- Opening Delimiter -

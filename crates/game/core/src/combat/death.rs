//! Death pipeline, rewards and level-ups.

use crate::combat::loot;
use crate::config::{GameConfig, Progression};
use crate::context::WorldContext;
use crate::event::SoundCue;
use crate::state::{Unit, UnitId};

/// Takes a dead unit off the map and settles the consequences.
///
/// Runs at most once per unit: the unit is removed first, and a unit that is
/// no longer on the map is ignored. The player's death ends the game without
/// rewards. Anyone else may drop loot and rewards `killer`.
pub fn kill(ctx: &mut WorldContext<'_>, victim: UnitId, killer: Option<UnitId>) {
    let Some(dead) = ctx.world.map.remove_unit(victim) else {
        return;
    };

    if ctx.world.is_player(victim) {
        ctx.world.game_over = true;
        ctx.log(format!("{} has fallen", dead.name));
        tracing::info!(unit = %victim, turn = ctx.world.turn, "player died, game over");
        return;
    }

    ctx.sound(SoundCue::Death);
    ctx.log(format!("{} dies", dead.name));
    tracing::info!(unit = %victim, name = %dead.name, killer = ?killer, "unit died");

    loot::drop_loot(ctx, &dead);

    if let Some(killer) = killer {
        reward(ctx, killer, &dead);
    }
}

/// Credits `killer` with the kill and levels it up as often as earned.
fn reward(ctx: &mut WorldContext<'_>, killer: UnitId, victim: &Unit) {
    let config = ctx.config;
    let Some(unit) = ctx.world.unit_mut(killer) else {
        return;
    };
    unit.kills = unit.kills.saturating_add(1);
    unit.experience = unit.experience.saturating_add(victim.reward);

    let mut gained = Vec::new();
    loop {
        let Some(threshold) = config.level_threshold(unit.level) else {
            break;
        };
        if threshold == 0 || progress(unit, config) < threshold {
            break;
        }
        level_up(unit, config);
        gained.push((unit.name.clone(), unit.level));
    }

    for (name, level) in gained {
        ctx.sound(SoundCue::LevelUp);
        ctx.log(format!("{name} reaches level {level}"));
        tracing::info!(unit = %killer, level, "level up");
    }
}

fn progress(unit: &Unit, config: &GameConfig) -> u32 {
    match config.progression {
        Progression::Experience => unit.experience,
        Progression::Kills => unit.kills,
    }
}

/// One level: tougher, stronger, and fully healed.
pub fn level_up(unit: &mut Unit, config: &GameConfig) {
    unit.level = unit.level.saturating_add(1);
    unit.life.maximum = unit.life.maximum.saturating_add(config.life_per_level);
    unit.mana.maximum = unit.mana.maximum.saturating_add(config.mana_per_level);
    unit.strength = unit.strength.saturating_add(1);
    unit.life.current = unit.life.maximum;
}

#[cfg(test)]
mod tests {
    use super::*;
    use crate::geometry::Position;
    use crate::state::{Faction, ResourceMeter};

    #[test]
    fn level_up_refills_life() {
        let config = GameConfig::default();
        let mut unit = Unit::new(UnitId(1), "hero", Faction::Player, Position::ORIGIN);
        unit.life = ResourceMeter::new(2, 10);
        unit.mana = ResourceMeter::new(1, 4);

        level_up(&mut unit, &config);
        assert_eq!(unit.level, 2);
        assert_eq!(unit.life.current, 14);
        assert_eq!(unit.life.maximum, 14);
        assert_eq!(unit.mana.maximum, 6);
        assert_eq!(unit.mana.current, 1);
        assert_eq!(unit.strength, 2);
    }
}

- Closing Delimiter -

### [What to work on]
Lines from the one with "assert_eq!(unit.level, 2);" through the end of the data: set these down exactly, including both ends and nothing more.

### [Written answer]
        assert_eq!(unit.level, 2);
        assert_eq!(unit.life.current, 14);
        assert_eq!(unit.life.maximum, 14);
        assert_eq!(unit.mana.maximum, 6);
        assert_eq!(unit.mana.current, 1);
        assert_eq!(unit.strength, 2);
    }
}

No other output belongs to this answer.